Insurance Regulatory Approvals and Closing Timing

On June 28, 2018, Kemper and the Company issued a joint press release announcing that the parties to the Merger Agreement have received all insurance regulatory clearances and approvals that are conditions precedent to the closing of the Merger pursuant to the Merger Agreement. Kemper and the Company expect to close the Merger on July 2, 2018.

A copy of the joint press release is filed herewith as Exhibit 99.1 to this Current Report on Form 8-K and is incorporated herein by reference.

Cautionary Statements Regarding Forward-Looking Information

This Current Report on Form 8-K may contain or incorporate by reference statements or information that are, include or are based on forward-looking statements within the meaning of the safe-harbor provisions of the Private Securities Litigation Reform Act of 1995. Forward-looking statements give expectations, intentions, beliefs or forecasts of future events or otherwise for the future, and can be identified by the fact that they relate to future actions, performance or results rather than relating strictly to historical or current facts. Words such as “believe(s),” “goal(s),” “target(s),” “estimate(s),” “anticipate(s),” “forecast(s),” “project(s),” “plan(s),” “intend(s),” “expect(s),” “might,” “may,” “could” and variations of such words and other words and expressions of similar meaning are intended to identify such forward-looking statements. However, the absence of such words or other words and expressions of similar meaning does not mean that a statement is not forward-looking.


Any or all forward-looking statements may turn out to be wrong, and, accordingly, readers are cautioned not to place undue reliance on such statements. Forward-looking statements involve a number of risks and uncertainties that are difficult to predict, and are not guarantees or assurances of future performance. No assurances can be given that the results and financial condition contemplated in any forward-looking statements will be achieved or will be achieved in any particular timetable. Forward-looking statements involve a number of risks and uncertainties that are difficult to predict, and can be affected by inaccurate assumptions or by known or unknown risks and uncertainties that may be important in determining actual future results and financial condition. The general factors that could cause actual results and financial condition to differ materially from those expressed or implied include, without limitation, the following: (a) the satisfaction or waiver of the conditions precedent to the consummation of the proposed Merger involving Kemper, Merger Sub and the Company; (b) unanticipated difficulties or expenditures relating to such proposed Merger; (c) risks relating to the value of the shares of Kemper’s common stock to be issued in such proposed Merger; (d) disruptions of Kemper’s and the Company’s current plans, operations and relationships with third persons caused by the announcement and pendency of such proposed Merger, including, without limitation, the ability of the combined company to hire and retain any personnel; (e) legal proceedings that may be instituted against Kemper and the Company in connection with such proposed Merger; and (f) those factors listed in annual, quarterly and periodic reports filed by Kemper and the Company with the SEC, whether or not related to such proposed Merger.

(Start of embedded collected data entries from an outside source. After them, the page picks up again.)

use crate::tracing::RequestId;
use axum::{
    extract::Request,
    http::{header::HeaderName, HeaderValue},
    middleware::Next,
    response::Response,
};
use tracing::Instrument;

/// Header name for the request ID
pub const REQUEST_ID_HEADER: &str = "x-request-id";

/// Inbound ids longer than this, or with non-header characters, are replaced.
const MAX_REQUEST_ID_LEN: usize = 128;

fn inbound_request_id(request: &Request) -> Option<(RequestId, HeaderValue)> {
    let raw = request.headers().get(REQUEST_ID_HEADER)?.to_str().ok()?.trim();
    if raw.is_empty() || raw.len() > MAX_REQUEST_ID_LEN {
        return None;
    }
    let value = HeaderValue::from_str(raw).ok()?;
    Some((RequestId::new(raw), value))
}

/// Middleware to add request ID to every request
pub async fn request_id_middleware(mut request: Request, next: Next) -> Response {
    let (request_id, header_value) = match inbound_request_id(&request) {
        Some(found) => found,
        None => {
            let generated = RequestId::default();
            // A UUID is always a valid header value.
            let value = HeaderValue::from_str(generated.as_str())
                .unwrap_or_else(|_| HeaderValue::from_static("invalid"));
            (generated, value)
        }
    };

    request.headers_mut().insert(
        HeaderName::from_static(REQUEST_ID_HEADER),
        header_value.clone(),
    );
    request.extensions_mut().insert(request_id.clone());

    let span = tracing::info_span!(
        "request",
        request_id = %request_id.as_str(),
        method = %request.method(),
        uri = %request.uri(),
    );

    let mut response = crate::tracing::scope_request_id(request_id, next.run(request))
        .instrument(span)
        .await;

    response
        .headers_mut()
        .insert(HeaderName::from_static(REQUEST_ID_HEADER), header_value);

    response
}

#[cfg(test)]
mod tests {
    use super::*;
    use axum::{
        body::{to_bytes, Body},
        extract::Extension,
        http::{Request as HttpRequest, StatusCode},
        routing::get,
        Router,
    };
    use tower::ServiceExt;

    async fn extension_handler(
        Extension(request_id): Extension<RequestId>,
    ) -> (StatusCode, String) {
        (
            StatusCode::OK,
            format!("request-id:{}", request_id.as_str()),
        )
    }

    fn app() -> Router {
        Router::new()
            .route("/", get(extension_handler))
            .layer(axum::middleware::from_fn(request_id_middleware))
    }

    #[tokio::test]
    async fn middleware_adds_request_id_header_and_extension() {
        let response = app()
            .oneshot(
                HttpRequest::builder()
                    .uri("/")
                    .method("GET")
                    .body(Body::empty())
                    .unwrap(),
            )
            .await
            .unwrap();

        let header = response.headers().get(REQUEST_ID_HEADER).cloned();
        assert!(header.is_some());

        let body = to_bytes(response.into_body(), usize::MAX).await.unwrap();
        let body_str = String::from_utf8(body.to_vec()).unwrap();
        assert!(body_str.starts_with("request-id:"));
    }

    #[tokio::test]
    async fn middleware_reuses_inbound_request_id() {
        let response = app()
            .oneshot(
                HttpRequest::builder()
                    .uri("/")
                    .header(REQUEST_ID_HEADER, "abc-123")
                    .body(Body::empty())
                    .unwrap(),
            )
            .await
            .unwrap();

        assert_eq!(
            response.headers().get(REQUEST_ID_HEADER).unwrap(),
            "abc-123"
        );
        let body = to_bytes(response.into_body(), usize::MAX).await.unwrap();
        assert_eq!(&body[..], b"request-id:abc-123");
    }
}
use axum::{
    extract::{Path, Query, State},
    Json,
};
use serde::Deserialize;
use utoipa::ToSchema;
use uuid::Uuid;

use crate::auth::AuthUser;
use crate::handlers::AppState;
use crate::services::fulfillment::FulfillmentUpdate;
use crate::services::orders::{OrderFilter, OrderSummary, OrderView, Page, TimelineEntry};
use crate::services::payment_split::PaymentInit;
use crate::{ApiResponse, ApiResult};

#[derive(Debug, Default, Deserialize, ToSchema)]
pub struct RetryPaymentRequest {
    /// Payment method to record; defaults to the configured one
    pub payment_method: Option<String>,
}

/// List the buyer's orders
#[utoipa::path(
    get,
    path = "/api/v1/orders",
    params(OrderFilter),
    responses(
        (status = 200, description = "Orders, newest first", body = ApiResponse<Page<OrderSummary>>),
        (status = 401, description = "Missing or invalid token", body = crate::errors::ErrorResponse)
    ),
    security(("bearer_auth" = [])),
    tag = "Orders"
)]
pub async fn list_orders(
    State(state): State<AppState>,
    user: AuthUser,
    Query(filter): Query<OrderFilter>,
) -> ApiResult<Page<OrderSummary>> {
    let page = state
        .services
        .orders
        .list_buyer_orders(user.buyer(), filter)
        .await?;
    Ok(Json(ApiResponse::success(page)))
}

/// Get an order as its buyer, or as a vendor with items on it
#[utoipa::path(
    get,
    path = "/api/v1/orders/{id}",
    params(("id" = Uuid, Path, description = "Order ID")),
    responses(
        (status = 200, description = "Order details", body = ApiResponse<OrderView>),
        (status = 403, description = "Not the buyer or a vendor on the order", body = crate::errors::ErrorResponse),
        (status = 404, description = "Order not found", body = crate::errors::ErrorResponse)
    ),
    security(("bearer_auth" = [])),
    tag = "Orders"
)]
pub async fn get_order(
    State(state): State<AppState>,
    user: AuthUser,
    Path(order_id): Path<Uuid>,
) -> ApiResult<OrderView> {
    let order = state
        .services
        .orders
        .get_order(user.viewer(), order_id)
        .await?;
    Ok(Json(ApiResponse::success(order)))
}

/// Status history of an order
#[utoipa::path(
    get,
    path = "/api/v1/orders/{id}/timeline",
    params(("id" = Uuid, Path, description = "Order ID")),
    responses(
        (status = 200, description = "Stamped statuses, oldest first", body = ApiResponse<Vec<TimelineEntry>>),
        (status = 404, description = "Order not found", body = crate::errors::ErrorResponse)
    ),
    security(("bearer_auth" = [])),
    tag = "Orders"
)]
pub async fn order_timeline(
    State(state): State<AppState>,
    user: AuthUser,
    Path(order_id): Path<Uuid>,
) -> ApiResult<Vec<TimelineEntry>> {
    let timeline = state
        .services
        .orders
        .order_timeline(user.viewer(), order_id)
        .await?;
    Ok(Json(ApiResponse::success(timeline)))
}

/// Cancel an order before any of it is processed
#[utoipa::path(
    put,
    path = "/api/v1/orders/{id}/cancel",
    params(("id" = Uuid, Path, description = "Order ID")),
    responses(
        (status = 200, description = "Order cancelled and stock released", body = ApiResponse<FulfillmentUpdate>),
        (status = 403, description = "Order belongs to another buyer", body = crate::errors::ErrorResponse),
        (status = 409, description = "An item has already moved past confirmation", body = crate::errors::ErrorResponse)
    ),
    security(("bearer_auth" = [])),
    tag = "Orders"
)]
pub async fn cancel_order(
    State(state): State<AppState>,
    user: AuthUser,
    Path(order_id): Path<Uuid>,
) -> ApiResult<FulfillmentUpdate> {
    let update = state
        .services
        .fulfillment
        .cancel_order(user.buyer(), order_id)
        .await?;
    Ok(Json(ApiResponse::success(update)))
}

/// Start a new payment attempt for an unpaid order
#[utoipa::path(
    post,
    path = "/api/v1/orders/{id}/payment",
    params(("id" = Uuid, Path, description = "Order ID")),
    request_body(content = Option<RetryPaymentRequest>, description = "Optional payment method"),
    responses(
        (status = 200, description = "Payment initialized", body = ApiResponse<PaymentInit>),
        (status = 409, description = "Order is cancelled or already paid", body = crate::errors::ErrorResponse),
        (status = 502, description = "Payment gateway failed", body = crate::errors::ErrorResponse)
    ),
    security(("bearer_auth" = [])),
    tag = "Orders"
)]
pub async fn initialize_payment(
    State(state): State<AppState>,
    user: AuthUser,
    Path(order_id): Path<Uuid>,
    body: Option<Json<RetryPaymentRequest>>,
) -> ApiResult<PaymentInit> {
    let Json(request) = body.unwrap_or_default();
    let init = state
        .services
        .payments
        .initialize_payment(user.buyer(), order_id, request.payment_method)
        .await?;
    Ok(Json(ApiResponse::success(init)))
}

The Company assumes no, and expressly disclaims any, duty or obligation to update or correct any forward-looking statement as a result of events, changes, effects, states of facts, conditions, circumstances, occurrences or developments subsequent to the date of this Current Report on Form 8-K or otherwise, except as required by law. Readers are advised, however, to consult any further disclosures the Company makes on related subjects in its filings with the SEC.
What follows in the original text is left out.